Apologies to Dr Gawande for stealing the title of his book for this post on complications, all medical students read this at some point I think and rightfully so, it is a jolly good book.
I have had a bit of a crisis of career choice recently and have wobbled a bit within my chosen area of surgery with which subspecialty to choose. I have had years to decide on this but I am torn between the exciting and dramatic with often devastating complications and the solid and dependable with less life destroying complications A surgeon is a different sort of doctor, we pick up a knife and cut into a live person, ostensibly to help and to cure and at least to alleviate suffering but there is short term pain in this act and a risk of serious disaster caused by our operation. Lay people are frequently interested to know what it is like to wield a knife and I never quite know what to say. What is it like to be a pilot and fly hundreds of people up to 36000 feet, or to be a stripper and hold the attention and the desire of every man in the room? The answer I feel like giving is that it is brilliant fun and a great privilege to do this job and I think I am seriously lucky. That’s not what they mean though, they want to know about cutting through virgin flesh and having a life literally in your hand. Not many surgeons think about that day to day, there are moments when you do have that those thoughts but they are rare. The first time I took a small, sick child that only I had seen to theatre, I had a sense of apprehension as I made the incision that if I was wrong and she didn’t have a belly full of pus I would feel wretched. The first and only time I took a clamp off a ruptured and irreparable aorta (that we had taken to theatre thinking it may be fixable) and let the patient bleed out on the table I felt the weight of the knowledge I had essentially just ended a life.
I have been responsible for my share of complications over the years, as we who cut people all have been unfortunately, it is a surety that at some point someone will be harmed by an operation regardless of surgical skill and clinical decision making. One of my bosses, for whom I have the utmost respect and hold in high regard, has a good theory on dealing with this problem. He says that we should walk away from an operation with no regrets, that we should not want to replace a single tie, or check the haemostasis, or wash some more etc. The test of this is that if the patient then goes on to develop a complication you don’t berate yourself, as you know it was as good an operation as could have been done and you have no wish to do it differently.

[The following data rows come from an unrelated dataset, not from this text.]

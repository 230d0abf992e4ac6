// ABOUTME: Main library entry point for the GeoCrop soil and crop analysis platform
// ABOUTME: Wires configuration, logging, the Gemini pipeline, and the analysis orchestrator
//
// SPDX-License-Identifier: MIT OR Apache-2.0
// Copyright (c) 2025 GeoCrop

#![deny(unsafe_code)]

//! # GeoCrop
//!
//! Coordinate-driven land analysis: soil composition, climate, nutrient
//! levels, crop recommendations, fertilizer plans, and crop swap
//! comparisons.
//!
//! ## Features
//!
//! - **AI analysis**: Optional Gemini backend for soil, crop, fertilizer, and
//!   comparison requests
//! - **Deterministic fallback**: Every request has an offline engine in
//!   `geocrop-intelligence` that produces the same shapes
//! - **CLI**: `geocrop-cli` for running analyses from a terminal
//!
//! ## Architecture
//!
//! - **config**: Environment configuration for the Gemini backend
//! - **llm**: Provider trait, Gemini implementation, and prompt builders
//! - **pipeline**: Structured fetch and JSON extraction boundary
//! - **services**: Land analysis orchestrator and lifecycle state

/// Environment configuration
pub mod config;

/// Unified error handling
pub mod errors;

/// LLM provider abstraction and prompts
pub mod llm;

/// Structured logging setup
pub mod logging;

/// AI response pipeline
pub mod pipeline;

/// Application services
pub mod services;

pub use geocrop_core::models;
pub use geocrop_intelligence as intelligence;
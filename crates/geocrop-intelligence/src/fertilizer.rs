// ABOUTME: Rule-based fertilizer planner mapping nutrient deficits to treatment recommendations
// ABOUTME: Fixed lookup keyed by nutrient and severity, producing rows only for unbalanced nutrients
//
// SPDX-License-Identifier: MIT OR Apache-2.0
// Copyright (c) 2025 GeoCrop

//! # Fertilizer Planner
//!
//! For each macronutrient a `Low` status yields a High priority row and a
//! `Moderate` status yields a Medium priority row. Acidic soil gets a lime
//! treatment and alkaline soil a sulfur treatment. Nutrients in the good or
//! optimal band produce nothing, so balanced soil yields an empty plan.

use geocrop_core::constants::nutrient_targets as targets;
use geocrop_core::models::{
    Crop, FertilizerRecommendation, Nutrient, NutrientStatus, Priority, SoilAnalysis,
};
use tracing::debug;

/// How far a nutrient is from its target band
#[derive(Debug, Clone, Copy, PartialEq, Eq, Hash)]
pub enum Severity {
    /// Macronutrient deficient
    Low,
    /// Macronutrient below optimal
    Moderate,
    /// pH below the optimal band
    Acidic,
    /// pH above the optimal band
    Alkaline,
}

impl Severity {
    /// Severity for a status, `None` when no correction is needed
    #[must_use]
    pub const fn from_status(status: NutrientStatus) -> Option<Self> {
        match status {
            NutrientStatus::Low => Some(Self::Low),
            NutrientStatus::Moderate => Some(Self::Moderate),
            NutrientStatus::Acidic => Some(Self::Acidic),
            NutrientStatus::Alkaline => Some(Self::Alkaline),
            NutrientStatus::Good | NutrientStatus::Optimal => None,
        }
    }

    const fn priority(self) -> Priority {
        match self {
            Self::Low | Self::Acidic => Priority::High,
            Self::Moderate | Self::Alkaline => Priority::Medium,
        }
    }
}

/// Treatment details for one `(nutrient, severity)` pair
#[derive(Debug, Clone, Copy)]
struct Treatment {
    product: &'static str,
    amount: &'static str,
    application: &'static str,
    alternative: Option<&'static str>,
    organic_option: Option<&'static str>,
    note: Option<&'static str>,
}

const fn macro_treatment(
    product: &'static str,
    amount: &'static str,
    application: &'static str,
    alternative: &'static str,
    organic_option: &'static str,
) -> Treatment {
    Treatment {
        product,
        amount,
        application,
        alternative: Some(alternative),
        organic_option: Some(organic_option),
        note: None,
    }
}

/// Fixed treatment lookup
const fn treatment_for(nutrient: Nutrient, severity: Severity) -> Option<Treatment> {
    let treatment = match (nutrient, severity) {
        (Nutrient::Nitrogen, Severity::Low) => macro_treatment(
            "Urea (46-0-0)",
            "120-150 kg/ha",
            "Split into 3 doses: basal, vegetative, flowering stage",
            "Ammonium Sulfate (21-0-0)",
            "Composted manure or blood meal",
        ),
        (Nutrient::Nitrogen, Severity::Moderate) => macro_treatment(
            "Urea (46-0-0)",
            "60-80 kg/ha",
            "Split into 2 doses",
            "Calcium Ammonium Nitrate",
            "Fish emulsion or alfalfa meal",
        ),
        (Nutrient::Phosphorus, Severity::Low) => macro_treatment(
            "Single Super Phosphate (SSP)",
            "100-125 kg/ha",
            "Apply as basal dose before sowing",
            "Di-ammonium Phosphate (DAP)",
            "Bone meal or rock phosphate",
        ),
        (Nutrient::Phosphorus, Severity::Moderate) => macro_treatment(
            "SSP or DAP",
            "50-75 kg/ha",
            "Apply during land preparation",
            "Triple Super Phosphate",
            "Composted materials",
        ),
        (Nutrient::Potassium, Severity::Low) => macro_treatment(
            "Muriate of Potash (MOP)",
            "80-100 kg/ha",
            "Apply in 2 splits: basal and before flowering",
            "Sulfate of Potash (SOP)",
            "Wood ash or kelp meal",
        ),
        (Nutrient::Potassium, Severity::Moderate) => macro_treatment(
            "MOP",
            "40-60 kg/ha",
            "Single basal application",
            "Potassium Sulfate",
            "Greensand",
        ),
        (Nutrient::Ph, Severity::Acidic) => Treatment {
            product: "Agricultural Lime",
            amount: "2-4 tons/ha",
            application: "Apply 2-3 weeks before planting, incorporate into soil",
            alternative: None,
            organic_option: None,
            note: Some("Raises soil pH gradually over 2-3 months"),
        },
        (Nutrient::Ph, Severity::Alkaline) => Treatment {
            product: "Elemental Sulfur",
            amount: "500-1000 kg/ha",
            application: "Apply and incorporate before planting",
            alternative: Some("Gypsum for high-sodium soils"),
            organic_option: None,
            note: Some("pH adjustment takes 3-6 months"),
        },
        _ => return None,
    };
    Some(treatment)
}

const fn target_for(nutrient: Nutrient, severity: Severity) -> f64 {
    match (nutrient, severity) {
        (Nutrient::Nitrogen, _) => targets::NITROGEN,
        (Nutrient::Phosphorus, _) => targets::PHOSPHORUS,
        (Nutrient::Potassium, _) => targets::POTASSIUM,
        (Nutrient::Ph, Severity::Alkaline) => targets::PH_FROM_ALKALINE,
        (Nutrient::Ph, _) => targets::PH_FROM_ACIDIC,
    }
}

fn round_tenth(value: f64) -> f64 {
    (value * 10.0).round() / 10.0
}

fn recommendation(
    nutrient: Nutrient,
    severity: Severity,
    current: f64,
) -> Option<FertilizerRecommendation> {
    let treatment = treatment_for(nutrient, severity)?;
    let required = target_for(nutrient, severity);
    let is_ph = matches!(nutrient, Nutrient::Ph);

    Some(FertilizerRecommendation {
        nutrient: if is_ph {
            "pH Correction".to_owned()
        } else {
            nutrient.display_name().to_owned()
        },
        current,
        required,
        deficit: (!is_ph).then(|| round_tenth(required - current)),
        priority: severity.priority(),
        fertilizer: (!is_ph).then(|| treatment.product.to_owned()),
        treatment: is_ph.then(|| treatment.product.to_owned()),
        amount: treatment.amount.to_owned(),
        application: treatment.application.to_owned(),
        alternative: treatment.alternative.map(str::to_owned),
        organic_option: treatment.organic_option.map(str::to_owned),
        note: treatment.note.map(str::to_owned),
    })
}

/// Build the fertilizer plan for a crop on analyzed soil
///
/// Rows come in the order N, P, K, pH. The crop does not change the dosing
/// table; it is carried for logging and for parity with the AI path.
#[must_use]
pub fn plan(crop: &Crop, analysis: &SoilAnalysis) -> Vec<FertilizerRecommendation> {
    let rows: Vec<FertilizerRecommendation> = Nutrient::MACRONUTRIENTS
        .iter()
        .chain(std::iter::once(&Nutrient::Ph))
        .filter_map(|&nutrient| {
            let level = analysis.nutrients.get(nutrient);
            let severity = Severity::from_status(level.status)?;
            recommendation(nutrient, severity, level.value)
        })
        .collect();

    debug!(
        crop = %crop.name,
        rows = rows.len(),
        "Built deterministic fertilizer plan"
    );
    rows
}

#[cfg(test)]
mod tests {
    use super::*;

    #[test]
    fn test_lookup_rejects_mismatched_pairs() {
        assert!(treatment_for(Nutrient::Ph, Severity::Low).is_none());
        assert!(treatment_for(Nutrient::Nitrogen, Severity::Acidic).is_none());
    }

    #[test]
    fn test_ph_targets_depend_on_direction() {
        assert!((target_for(Nutrient::Ph, Severity::Acidic) - 6.5).abs() < f64::EPSILON);
        assert!((target_for(Nutrient::Ph, Severity::Alkaline) - 7.0).abs() < f64::EPSILON);
    }

    #[test]
    fn test_deficit_is_rounded() {
        let row = recommendation(Nutrient::Potassium, Severity::Moderate, 37.5).unwrap();
        let deficit = row.deficit.unwrap();
        assert!((deficit - 22.5).abs() < 1e-9);
        assert_eq!(row.priority, Priority::Medium);
    }
}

Still though, complications are hard to deal with and I recall my first solo appendicectomy who took a whole week to finally get better. I felt I had done a good operation and took it rather personally that the man did not feel immediately better and went on to stay in hospital for a week. I came to dread coming to see him on the ward round as both of us had not had our expectations met, I had not adequately prepared him and had told him he would soon be much better and get home in 24 to 48 hours.
Nowadays I know that this is not abnormal after a bad appendicitis and I don’t have such high and unrealistic expectations of outcomes in the immediate post operative period. I have a colleague who consents people with every possible worse case scenario and tells them at length, sometimes with the aid of a textbook, just what he is going to do and how hard it all is. The result of this is that his patients think he is a hero when things go well and nobody is surprised when they go badly. I don’t recommend his technique.
In settling on a subspecialty I have thought long and hard about what sort of complications I want to deal with, and in the end I have wimped out of the big stuff, not for lifestyle reasons, not because I can’t be bothered with ten hour cases but because I simply can’t bear the big complications.